● **THE TASK**
Write each of the records out again exactly.

——

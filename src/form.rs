use std::collections::HashMap;

use crate::analysis::DEFAULT_SEASON;
use crate::markets::{MarketLines, SUPPORTED_MARKETS};
use crate::payload::{AnalyzeRequest, FixtureItem, MatchContext, Odds, TeamGoalLines};

#[derive(Debug, Clone, Default, PartialEq)]
pub struct AnalysisForm {
    pub league: String,
    pub season: String,
    pub home: String,
    pub away: String,
    pub odds1: String,
    pub odds_x: String,
    pub odds2: String,
    pub derby: bool,
    pub markets: Vec<String>,
    pub ou_lines: String,
    pub home_tg: String,
    pub away_tg: String,
}

impl AnalysisForm {
    pub fn from_fields(fields: &HashMap<String, String>) -> Self {
        let text = |key: &str| fields.get(key).cloned().unwrap_or_default();
        let markets = SUPPORTED_MARKETS
            .iter()
            .enumerate()
            .filter(|(i, _)| fields.contains_key(&format!("mk_{i}")))
            .map(|(_, name)| name.to_string())
            .collect();
        Self {
            league: text("league"),
            season: text("season"),
            home: text("home"),
            away: text("away"),
            odds1: text("odds1"),
            odds_x: text("oddsX"),
            odds2: text("odds2"),
            derby: fields
                .get("derby")
                .is_some_and(|v| !v.is_empty() && v != "off"),
            markets,
            ou_lines: text("ouLines"),
            home_tg: text("homeTG"),
            away_tg: text("awayTG"),
        }
    }

    pub fn to_request(&self) -> AnalyzeRequest {
        let defaults = MarketLines::default();
        let ou = parse_number_list(&self.ou_lines);
        let home_tg = parse_number_list(&self.home_tg);
        let away_tg = parse_number_list(&self.away_tg);

        AnalyzeRequest {
            league: Some(self.league.clone()),
            season: parse_season(&self.season),
            home: Some(self.home.clone()),
            away: Some(self.away.clone()),
            odds: Some(Odds {
                home: parse_price(&self.odds1),
                draw: parse_price(&self.odds_x),
                away: parse_price(&self.odds2),
            }),
            context: Some(MatchContext { derby: self.derby }),
            markets: Some(self.markets.clone()),
            ou_lines: Some(non_empty_or(ou, defaults.ou_lines)),
            team_goal_lines: Some(TeamGoalLines {
                home: Some(non_empty_or(home_tg, defaults.home_goal_lines)),
                away: Some(non_empty_or(away_tg, defaults.away_goal_lines)),
            }),
            cs_groups: Some(defaults.cs_groups),
        }
    }
}

/// Request for a fixture row: every market, default lines, no derby flag.
pub fn request_from_fixture_row(fixture: &FixtureItem, o1: &str, ox: &str, o2: &str) -> AnalyzeRequest {
    let defaults = MarketLines::default();
    AnalyzeRequest {
        league: Some(fixture.league.clone().unwrap_or_default()),
        season: Some(fixture.season.unwrap_or(DEFAULT_SEASON)),
        home: fixture.home.clone(),
        away: fixture.away.clone(),
        odds: Some(Odds {
            home: parse_price(o1),
            draw: parse_price(ox),
            away: parse_price(o2),
        }),
        context: Some(MatchContext { derby: false }),
        markets: Some(
            SUPPORTED_MARKETS
                .iter()
                .filter(|m| **m != "Correct Score Groups")
                .map(|m| m.to_string())
                .collect(),
        ),
        ou_lines: Some(defaults.ou_lines),
        team_goal_lines: Some(TeamGoalLines {
            home: Some(defaults.home_goal_lines),
            away: Some(defaults.away_goal_lines),
        }),
        cs_groups: Some(defaults.cs_groups),
    }
}

pub fn parse_number_list(raw: &str) -> Vec<f64> {
    raw.trim()
        .split(',')
        .filter_map(|v| v.trim().parse::<f64>().ok())
        .filter(|v| !v.is_nan())
        .collect()
}

/// Blank means 0 (no price); garbage means unknown.
fn parse_price(raw: &str) -> Option<f64> {
    let raw = raw.trim();
    if raw.is_empty() {
        return Some(0.0);
    }
    raw.parse::<f64>().ok().filter(|v| v.is_finite())
}

fn parse_season(raw: &str) -> Option<i32> {
    let raw = raw.trim();
    if raw.is_empty() {
        return Some(DEFAULT_SEASON);
    }
    raw.parse::<i32>().ok()
}

fn non_empty_or(values: Vec<f64>, fallback: Vec<f64>) -> Vec<f64> {
    if values.is_empty() { fallback } else { values }
}

#[cfg(test)]
mod tests {
    use super::*;

    #[test]
    fn number_list_skips_garbage() {
        assert_eq!(parse_number_list(" 1.5, x ,2.5,,3"), vec![1.5, 2.5, 3.0]);
        assert!(parse_number_list("").is_empty());
        assert!(parse_number_list("NaN").is_empty());
    }

    #[test]
    fn blank_form_gets_browser_defaults() {
        let req = AnalysisForm::default().to_request();
        assert_eq!(req.season, Some(2025));
        assert_eq!(req.ou_lines, Some(vec![1.5, 2.5, 3.5]));
        assert_eq!(req.odds.unwrap().home, Some(0.0));
        assert_eq!(req.cs_groups, Some(vec![(1, 0), (2, 0), (2, 1)]));
        let tg = req.team_goal_lines.unwrap();
        assert_eq!(tg.home, Some(vec![0.5, 1.5]));
    }

    #[test]
    fn posted_fields_map_onto_form() {
        let fields: HashMap<String, String> = [
            ("home", "Arsenal"),
            ("away", "Chelsea"),
            ("odds1", "2.10"),
            ("oddsX", "abc"),
            ("derby", "on"),
            ("mk_0", "1X2"),
            ("mk_4", "BTTS"),
            ("ouLines", "2.5"),
        ]
        .iter()
        .map(|(k, v)| (k.to_string(), v.to_string()))
        .collect();
        let form = AnalysisForm::from_fields(&fields);
        assert!(form.derby);
        assert_eq!(form.markets, vec!["1X2".to_string(), "BTTS".to_string()]);

        let req = form.to_request();
        let odds = req.odds.unwrap();
        assert_eq!(odds.home, Some(2.10));
        assert_eq!(odds.draw, None);
        assert_eq!(req.ou_lines, Some(vec![2.5]));
    }

    #[test]
    fn fixture_row_request_uses_fixture_teams() {
        let fixture = FixtureItem {
            league: Some("Premier League".into()),
            home: Some("Arsenal".into()),
            away: Some("Chelsea".into()),
            ..Default::default()
        };
        let req = request_from_fixture_row(&fixture, "1.9", "", "4.2");
        assert_eq!(req.season, Some(2025));
        assert_eq!(req.home.as_deref(), Some("Arsenal"));
        assert_eq!(req.odds.unwrap().draw, Some(0.0));
        assert_eq!(req.markets.unwrap().len(), 13);
    }
}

——

● **EXERCISE RESULT**
filename src/form.rs
use std::collections::HashMap;

use crate::analysis::DEFAULT_SEASON;
use crate::markets::{MarketLines, SUPPORTED_MARKETS};
use crate::payload::{AnalyzeRequest, FixtureItem, MatchContext, Odds, TeamGoalLines};

#[derive(Debug, Clone, Default, PartialEq)]
pub struct AnalysisForm {
    pub league: String,
    pub season: String,
    pub home: String,
    pub away: String,
    pub odds1: String,
    pub odds_x: String,
    pub odds2: String,
    pub derby: bool,
    pub markets: Vec<String>,
    pub ou_lines: String,
    pub home_tg: String,
    pub away_tg: String,
}

impl AnalysisForm {
    pub fn from_fields(fields: &HashMap<String, String>) -> Self {
        let text = |key: &str| fields.get(key).cloned().unwrap_or_default();
        let markets = SUPPORTED_MARKETS
            .iter()
            .enumerate()
            .filter(|(i, _)| fields.contains_key(&format!("mk_{i}")))
            .map(|(_, name)| name.to_string())
            .collect();
        Self {
            league: text("league"),
            season: text("season"),
            home: text("home"),
            away: text("away"),
            odds1: text("odds1"),
            odds_x: text("oddsX"),
            odds2: text("odds2"),
            derby: fields
                .get("derby")
                .is_some_and(|v| !v.is_empty() && v != "off"),
            markets,
            ou_lines: text("ouLines"),
            home_tg: text("homeTG"),
            away_tg: text("awayTG"),
        }
    }

    pub fn to_request(&self) -> AnalyzeRequest {
        let defaults = MarketLines::default();
        let ou = parse_number_list(&self.ou_lines);
        let home_tg = parse_number_list(&self.home_tg);
        let away_tg = parse_number_list(&self.away_tg);

        AnalyzeRequest {
            league: Some(self.league.clone()),
            season: parse_season(&self.season),
            home: Some(self.home.clone()),
            away: Some(self.away.clone()),
            odds: Some(Odds {
                home: parse_price(&self.odds1),
                draw: parse_price(&self.odds_x),
                away: parse_price(&self.odds2),
            }),
            context: Some(MatchContext { derby: self.derby }),
            markets: Some(self.markets.clone()),
            ou_lines: Some(non_empty_or(ou, defaults.ou_lines)),
            team_goal_lines: Some(TeamGoalLines {
                home: Some(non_empty_or(home_tg, defaults.home_goal_lines)),
                away: Some(non_empty_or(away_tg, defaults.away_goal_lines)),
            }),
            cs_groups: Some(defaults.cs_groups),
        }
    }
}

/// Request for a fixture row: every market, default lines, no derby flag.
pub fn request_from_fixture_row(fixture: &FixtureItem, o1: &str, ox: &str, o2: &str) -> AnalyzeRequest {
    let defaults = MarketLines::default();
    AnalyzeRequest {
        league: Some(fixture.league.clone().unwrap_or_default()),
        season: Some(fixture.season.unwrap_or(DEFAULT_SEASON)),
        home: fixture.home.clone(),
        away: fixture.away.clone(),
        odds: Some(Odds {
            home: parse_price(o1),
            draw: parse_price(ox),
            away: parse_price(o2),
        }),
        context: Some(MatchContext { derby: false }),
        markets: Some(
            SUPPORTED_MARKETS
                .iter()
                .filter(|m| **m != "Correct Score Groups")
                .map(|m| m.to_string())
                .collect(),
        ),
        ou_lines: Some(defaults.ou_lines),
        team_goal_lines: Some(TeamGoalLines {
            home: Some(defaults.home_goal_lines),
            away: Some(defaults.away_goal_lines),
        }),
        cs_groups: Some(defaults.cs_groups),
    }
}

pub fn parse_number_list(raw: &str) -> Vec<f64> {
    raw.trim()
        .split(',')
        .filter_map(|v| v.trim().parse::<f64>().ok())
        .filter(|v| !v.is_nan())
        .collect()
}

/// Blank means 0 (no price); garbage means unknown.
fn parse_price(raw: &str) -> Option<f64> {
    let raw = raw.trim();
    if raw.is_empty() {
        return Some(0.0);
    }
    raw.parse::<f64>().ok().filter(|v| v.is_finite())
}

fn parse_season(raw: &str) -> Option<i32> {
    let raw = raw.trim();
    if raw.is_empty() {
        return Some(DEFAULT_SEASON);
    }
    raw.parse::<i32>().ok()
}

fn non_empty_or(values: Vec<f64>, fallback: Vec<f64>) -> Vec<f64> {
    if values.is_empty() { fallback } else { values }
}

#[cfg(test)]
mod tests {
    use super::*;

    #[test]
    fn number_list_skips_garbage() {
        assert_eq!(parse_number_list(" 1.5, x ,2.5,,3"), vec![1.5, 2.5, 3.0]);
        assert!(parse_number_list("").is_empty());
        assert!(parse_number_list("NaN").is_empty());
    }

    #[test]
    fn blank_form_gets_browser_defaults() {
        let req = AnalysisForm::default().to_request();
        assert_eq!(req.season, Some(2025));
        assert_eq!(req.ou_lines, Some(vec![1.5, 2.5, 3.5]));
        assert_eq!(req.odds.unwrap().home, Some(0.0));
        assert_eq!(req.cs_groups, Some(vec![(1, 0), (2, 0), (2, 1)]));
        let tg = req.team_goal_lines.unwrap();
        assert_eq!(tg.home, Some(vec![0.5, 1.5]));
    }

    #[test]
    fn posted_fields_map_onto_form() {
        let fields: HashMap<String, String> = [
            ("home", "Arsenal"),
            ("away", "Chelsea"),
            ("odds1", "2.10"),
            ("oddsX", "abc"),
            ("derby", "on"),
            ("mk_0", "1X2"),
            ("mk_4", "BTTS"),
            ("ouLines", "2.5"),
        ]
        .iter()
        .map(|(k, v)| (k.to_string(), v.to_string()))
        .collect();
        let form = AnalysisForm::from_fields(&fields);
        assert!(form.derby);
        assert_eq!(form.markets, vec!["1X2".to_string(), "BTTS".to_string()]);

        let req = form.to_request();
        let odds = req.odds.unwrap();
        assert_eq!(odds.home, Some(2.10));
        assert_eq!(odds.draw, None);
        assert_eq!(req.ou_lines, Some(vec![2.5]));
    }

    #[test]
    fn fixture_row_request_uses_fixture_teams() {
        let fixture = FixtureItem {
            league: Some("Premier League".into()),
            home: Some("Arsenal".into()),
            away: Some("Chelsea".into()),
            ..Default::default()
        };
        let req = request_from_fixture_row(&fixture, "1.9", "", "4.2");
        assert_eq!(req.season, Some(2025));
        assert_eq!(req.home.as_deref(), Some("Arsenal"));
        assert_eq!(req.odds.unwrap().draw, Some(0.0));
        assert_eq!(req.markets.unwrap().len(), 13);
    }
}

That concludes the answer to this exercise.